Assigned task:
In the listing below, repeat exactly every line from the first through the line containing "pub fn clamp_intensity(intensity: f64)", with nothing else.

Given records:
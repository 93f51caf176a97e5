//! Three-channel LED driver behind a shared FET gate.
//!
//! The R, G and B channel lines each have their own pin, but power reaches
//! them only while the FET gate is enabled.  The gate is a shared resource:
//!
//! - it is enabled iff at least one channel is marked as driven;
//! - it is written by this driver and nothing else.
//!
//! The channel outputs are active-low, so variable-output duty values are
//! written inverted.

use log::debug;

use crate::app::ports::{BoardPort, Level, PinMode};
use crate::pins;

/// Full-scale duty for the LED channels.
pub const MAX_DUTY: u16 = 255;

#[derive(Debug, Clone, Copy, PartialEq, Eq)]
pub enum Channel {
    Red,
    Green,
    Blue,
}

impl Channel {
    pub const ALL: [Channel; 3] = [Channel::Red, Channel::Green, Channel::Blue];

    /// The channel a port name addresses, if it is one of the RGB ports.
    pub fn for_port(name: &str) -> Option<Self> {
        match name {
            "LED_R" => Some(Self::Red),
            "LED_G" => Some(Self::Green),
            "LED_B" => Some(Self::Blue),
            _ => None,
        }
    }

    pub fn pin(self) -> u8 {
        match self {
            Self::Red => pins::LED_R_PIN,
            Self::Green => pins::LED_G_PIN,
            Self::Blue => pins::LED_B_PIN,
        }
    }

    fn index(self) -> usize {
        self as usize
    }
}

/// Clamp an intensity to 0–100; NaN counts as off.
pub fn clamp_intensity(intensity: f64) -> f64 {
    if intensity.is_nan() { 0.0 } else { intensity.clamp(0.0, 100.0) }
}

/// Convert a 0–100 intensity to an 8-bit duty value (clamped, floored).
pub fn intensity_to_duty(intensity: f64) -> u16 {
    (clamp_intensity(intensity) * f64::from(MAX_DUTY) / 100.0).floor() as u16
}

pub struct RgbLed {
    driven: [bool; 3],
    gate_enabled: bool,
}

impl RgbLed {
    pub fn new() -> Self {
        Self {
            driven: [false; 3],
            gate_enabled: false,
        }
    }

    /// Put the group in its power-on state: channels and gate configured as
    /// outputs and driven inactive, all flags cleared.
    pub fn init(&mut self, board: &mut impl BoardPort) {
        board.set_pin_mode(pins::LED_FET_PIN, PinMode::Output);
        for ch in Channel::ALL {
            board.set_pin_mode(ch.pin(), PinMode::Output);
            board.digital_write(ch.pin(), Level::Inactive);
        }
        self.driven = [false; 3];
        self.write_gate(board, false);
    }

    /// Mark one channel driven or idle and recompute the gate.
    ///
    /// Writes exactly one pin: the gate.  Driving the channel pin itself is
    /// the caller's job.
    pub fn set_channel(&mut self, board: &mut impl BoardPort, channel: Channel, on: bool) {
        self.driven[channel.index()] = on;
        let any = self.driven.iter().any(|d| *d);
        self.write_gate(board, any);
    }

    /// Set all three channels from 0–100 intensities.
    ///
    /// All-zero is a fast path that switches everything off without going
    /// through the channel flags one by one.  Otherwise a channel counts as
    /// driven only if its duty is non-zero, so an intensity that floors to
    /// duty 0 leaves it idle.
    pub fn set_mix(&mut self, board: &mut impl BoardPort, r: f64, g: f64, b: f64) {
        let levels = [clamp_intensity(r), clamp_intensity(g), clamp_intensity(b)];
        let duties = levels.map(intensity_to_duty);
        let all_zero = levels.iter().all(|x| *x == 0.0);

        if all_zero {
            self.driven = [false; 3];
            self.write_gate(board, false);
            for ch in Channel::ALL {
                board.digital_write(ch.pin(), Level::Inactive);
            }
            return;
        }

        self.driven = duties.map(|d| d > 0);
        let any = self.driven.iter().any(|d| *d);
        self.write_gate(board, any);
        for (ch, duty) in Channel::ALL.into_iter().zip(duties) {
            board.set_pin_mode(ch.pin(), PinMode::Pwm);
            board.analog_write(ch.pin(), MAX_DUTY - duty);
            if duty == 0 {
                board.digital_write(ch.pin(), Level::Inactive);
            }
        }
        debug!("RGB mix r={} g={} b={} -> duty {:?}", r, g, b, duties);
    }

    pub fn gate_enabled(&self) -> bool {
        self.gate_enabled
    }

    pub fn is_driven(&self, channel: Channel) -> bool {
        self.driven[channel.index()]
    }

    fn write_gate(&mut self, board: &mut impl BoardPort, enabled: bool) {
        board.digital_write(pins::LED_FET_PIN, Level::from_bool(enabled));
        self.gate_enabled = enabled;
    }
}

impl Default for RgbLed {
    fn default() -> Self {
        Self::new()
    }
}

Reply to the task:
repository 93f51caf176a97e5
//! Three-channel LED driver behind a shared FET gate.
//!
//! The R, G and B channel lines each have their own pin, but power reaches
//! them only while the FET gate is enabled.  The gate is a shared resource:
//!
//! - it is enabled iff at least one channel is marked as driven;
//! - it is written by this driver and nothing else.
//!
//! The channel outputs are active-low, so variable-output duty values are
//! written inverted.

use log::debug;

use crate::app::ports::{BoardPort, Level, PinMode};
use crate::pins;

/// Full-scale duty for the LED channels.
pub const MAX_DUTY: u16 = 255;

#[derive(Debug, Clone, Copy, PartialEq, Eq)]
pub enum Channel {
    Red,
    Green,
    Blue,
}

impl Channel {
    pub const ALL: [Channel; 3] = [Channel::Red, Channel::Green, Channel::Blue];

    /// The channel a port name addresses, if it is one of the RGB ports.
    pub fn for_port(name: &str) -> Option<Self> {
        match name {
            "LED_R" => Some(Self::Red),
            "LED_G" => Some(Self::Green),
            "LED_B" => Some(Self::Blue),
            _ => None,
        }
    }

    pub fn pin(self) -> u8 {
        match self {
            Self::Red => pins::LED_R_PIN,
            Self::Green => pins::LED_G_PIN,
            Self::Blue => pins::LED_B_PIN,
        }
    }

    fn index(self) -> usize {
        self as usize
    }
}

/// Clamp an intensity to 0–100; NaN counts as off.
pub fn clamp_intensity(intensity: f64) -> f64 {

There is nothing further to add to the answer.